Matt Hinckley.

I bounced around for years, trying to fit into the corporate world with “real jobs.” I’d quit those jobs and wait tables or bartend to make ends meet. Ultimately, I fell in love with the people this industry.

The hospitality industry gives me purpose and helps me feel like a valuable member of my community. I love that it never gets old and that I can do it anywhere. You can follow many avenues in this career: bread baking, fermentation, regional cuisine, and much more.

Early in my career, I was in a rush to gain a title and defined success in this industry by how many stars were hanging on the door. It wasn’t until after running a Michelin-starred kitchen in NYC that I realized that it doesn’t define success. It left me feeling empty.

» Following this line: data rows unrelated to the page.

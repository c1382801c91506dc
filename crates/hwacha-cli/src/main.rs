// SPDX-License-Identifier: (MIT OR Apache-2.0)

//! Hwacha CLI - compile device kernels described as JSON.

mod output;
mod request;

use std::env;
use std::fs;
use std::io::Write;
use std::path::PathBuf;
use std::process;

use hwacha_codegen::{CodegenError, DeviceKernelEmitter, OutputKind};

use crate::request::CompileRequest;

fn main() {
    output::init();
    let args: Vec<String> = env::args().collect();

    if args.len() < 2 {
        print_usage();
        return;
    }

    match args[1].as_str() {
        "compile" | "dump" | "layout" => {
            let flags = match Flags::parse(&args[2..]) {
                Ok(flags) => flags,
                Err(msg) => {
                    eprintln!("{}: {}", output::error_label(), msg);
                    eprintln!("Usage: hwacha {} <request.json> [options]", args[1]);
                    process::exit(1);
                }
            };
            let verbose = flags.verbose.then_some("hwacha_codegen=debug");
            hwacha_codegen::init_tracing(verbose);
            match args[1].as_str() {
                "compile" => cmd_compile(&flags),
                "dump" => cmd_dump(&flags),
                _ => cmd_layout(&flags),
            }
        }
        "help" | "--help" | "-h" => {
            print_usage();
        }
        "version" | "--version" | "-V" => {
            println!("hwacha {}", env!("CARGO_PKG_VERSION"));
        }
        other => {
            eprintln!("Unknown command: {}", other);
            print_usage();
            process::exit(1);
        }
    }
}

fn print_usage() {
    println!("{} {} - Hwacha device kernel compiler", output::title("hwacha"), env!("CARGO_PKG_VERSION"));
    println!();
    println!("Usage: hwacha <command> <request.json> [options]");
    println!();
    println!("{}", output::section_header("Commands:"));
    println!("  {}   Compile every kernel to assembly or an object file", output::command("compile"));
    println!("  {}      Print the Cranelift IR of every emitted function", output::command("dump"));
    println!("  {}    Print the launch argument layout of each kernel", output::command("layout"));
    println!("  {}      Show this help", output::command("help"));
    println!("  {}   Show version", output::command("version"));
    println!();
    println!("{}", output::section_header("Options:"));
    println!("  -o <path>               Write output to <path> instead of stdout");
    println!("  --emit asm|obj          Output kind (default: asm)");
    println!("  --triple <triple>       Target triple, or 'host'");
    println!("  --features <list>       Comma-separated ISA flags, e.g. +has_v,-has_c");
    println!("  --pic                   Position-independent code");
    println!("  --debug-artifact <path> Also write the emitted buffer to <path>");
    println!("  --verbose               Log lowering steps to stderr");
}

#[derive(Debug, Default)]
struct Flags {
    input: PathBuf,
    output: Option<PathBuf>,
    emit: Option<OutputKind>,
    triple: Option<String>,
    features: Option<String>,
    pic: bool,
    debug_artifact: Option<PathBuf>,
    verbose: bool,
}

impl Flags {
    fn parse(args: &[String]) -> Result<Flags, String> {
        let mut flags = Flags::default();
        let mut input = None;
        let mut iter = args.iter();
        while let Some(arg) = iter.next() {
            let mut value = |name: &str| {
                iter.next().cloned().ok_or_else(|| format!("{} needs a value", name))
            };
            match arg.as_str() {
                "-o" => flags.output = Some(PathBuf::from(value("-o")?)),
                "--emit" => {
                    flags.emit = Some(match value("--emit")?.as_str() {
                        "asm" => OutputKind::Assembly,
                        "obj" => OutputKind::Object,
                        other => return Err(format!("unknown output kind '{}'", other)),
                    })
                }
                "--triple" => flags.triple = Some(value("--triple")?),
                "--features" => flags.features = Some(value("--features")?),
                "--debug-artifact" => flags.debug_artifact = Some(PathBuf::from(value("--debug-artifact")?)),
                "--pic" => flags.pic = true,
                "--verbose" | "-v" => flags.verbose = true,
                other if other.starts_with('-') => return Err(format!("unknown option '{}'", other)),
                other if input.is_none() => input = Some(PathBuf::from(other)),
                other => return Err(format!("unexpected argument '{}'", other)),
            }
        }
        flags.input = input.ok_or_else(|| "missing request file".to_string())?;
        Ok(flags)
    }
}

fn load(flags: &Flags) -> CompileRequest {
    match CompileRequest::load(&flags.input) {
        Ok(req) => req,
        Err(msg) => {
            eprintln!("{}: {}", output::error_label(), msg);
            process::exit(1);
        }
    }
}

/// Lower every kernel of `req` into a fresh module.
fn emit_kernels(req: &CompileRequest, flags: &Flags) -> Result<DeviceKernelEmitter, CodegenError> {
    let mut target = req.target.descriptor();
    if let Some(triple) = &flags.triple {
        target.triple = triple.clone();
    }
    if let Some(features) = &flags.features {
        target.features = features.clone();
    }
    let mut emitter = DeviceKernelEmitter::new(target)?;
    emitter.init_module(&req.module)?;
    for kernel in &req.kernels {
        emitter
            .add_kernel(&kernel.body, &kernel.name, &kernel.args)
            .map_err(|e| with_kernel(e, &kernel.name))?;
    }
    Ok(emitter)
}

fn with_kernel(e: CodegenError, kernel: &str) -> CodegenError {
    match e {
        CodegenError::Configuration(m) => CodegenError::Configuration(format!("{} (while adding '{}')", m, kernel)),
        other => other,
    }
}

fn fail(phase: &str, e: CodegenError) -> ! {
    eprintln!("{}: {}", output::error_label(), e);
    eprintln!("{}", output::banner_fail(phase));
    process::exit(1);
}

fn cmd_compile(flags: &Flags) {
    let req = load(flags);
    let mut emitter = emit_kernels(&req, flags).unwrap_or_else(|e| fail("Lowering", e));

    let mut options = req.options.backend_options();
    if let Some(emit) = flags.emit {
        options.output = emit;
    }
    if flags.pic {
        options.reloc = hwacha_codegen::RelocModel::Pic;
    }
    options.debug_artifact = flags.debug_artifact.clone();

    let bytes = emitter.compile_to_src(&options).unwrap_or_else(|e| fail("Backend", e));

    match &flags.output {
        Some(path) => {
            if let Err(e) = fs::write(path, &bytes) {
                eprintln!("{}: writing {}: {}", output::error_label(), path.display(), e);
                process::exit(1);
            }
            eprintln!(
                "{} {} kernel(s) -> {}",
                output::banner_ok("Compile"),
                req.kernels.len(),
                output::file_path(&path.display().to_string())
            );
        }
        None => {
            let mut stdout = std::io::stdout().lock();
            if let Err(e) = stdout.write_all(&bytes).and_then(|_| stdout.flush()) {
                eprintln!("{}: writing output: {}", output::error_label(), e);
                process::exit(1);
            }
        }
    }
}

fn cmd_dump(flags: &Flags) {
    let req = load(flags);
    let emitter = emit_kernels(&req, flags).unwrap_or_else(|e| fail("Lowering", e));
    match emitter.dump() {
        Ok(text) => print!("{}", text),
        Err(e) => fail("Dump", e),
    }
}

fn cmd_layout(flags: &Flags) {
    let req = load(flags);
    let emitter = emit_kernels(&req, flags).unwrap_or_else(|e| fail("Lowering", e));
    let module = emitter.module().unwrap_or_else(|e| fail("Layout", e));
    for kernel in &req.kernels {
        println!("{}", output::kernel_name(&emitter.print_gpu_name(&kernel.name)));
        for slot in module.launch_layout(&kernel.name).unwrap_or_default() {
            println!(
                "  {:<12} {:>2} bytes{}",
                slot.name,
                slot.size_bytes,
                if slot.is_buffer { "  buffer" } else { "" }
            );
        }
    }
    let aux = module.aux_entry_points();
    if !aux.is_empty() {
        println!("{} {}", output::section_header("entry points:"), aux.join(", "));
    }
}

Don’t let other people define what is successful for you. Set your own goals and embrace the struggle necessary to achieve them. When you ask champions about their fondest memories, they don’t talk about standing on podiums. They talk about the grind that it took to get to the podium. I wish I had embraced being a line cook more. Those were my best years. Be patient with your growth. Allow yourself to make mistakes. Learn to embrace failure. You’ll make many friends in this industry, but the ones you’ll stay friends with for life are the ones you’ll suffer the most with.

I hope that the industry can face the challenge of addiction and mental health better in the future. I quit drinking about 7 years ago and started pouring energy into Brazilian jiu-jitsu instead. It’s been really rewarding, and I wish that some of my other colleagues could find an outlet like that.

Our industry can really beat you down, and the default mechanism to cope is often alcohol or drugs. I hope that people can see that there’s a way out of that.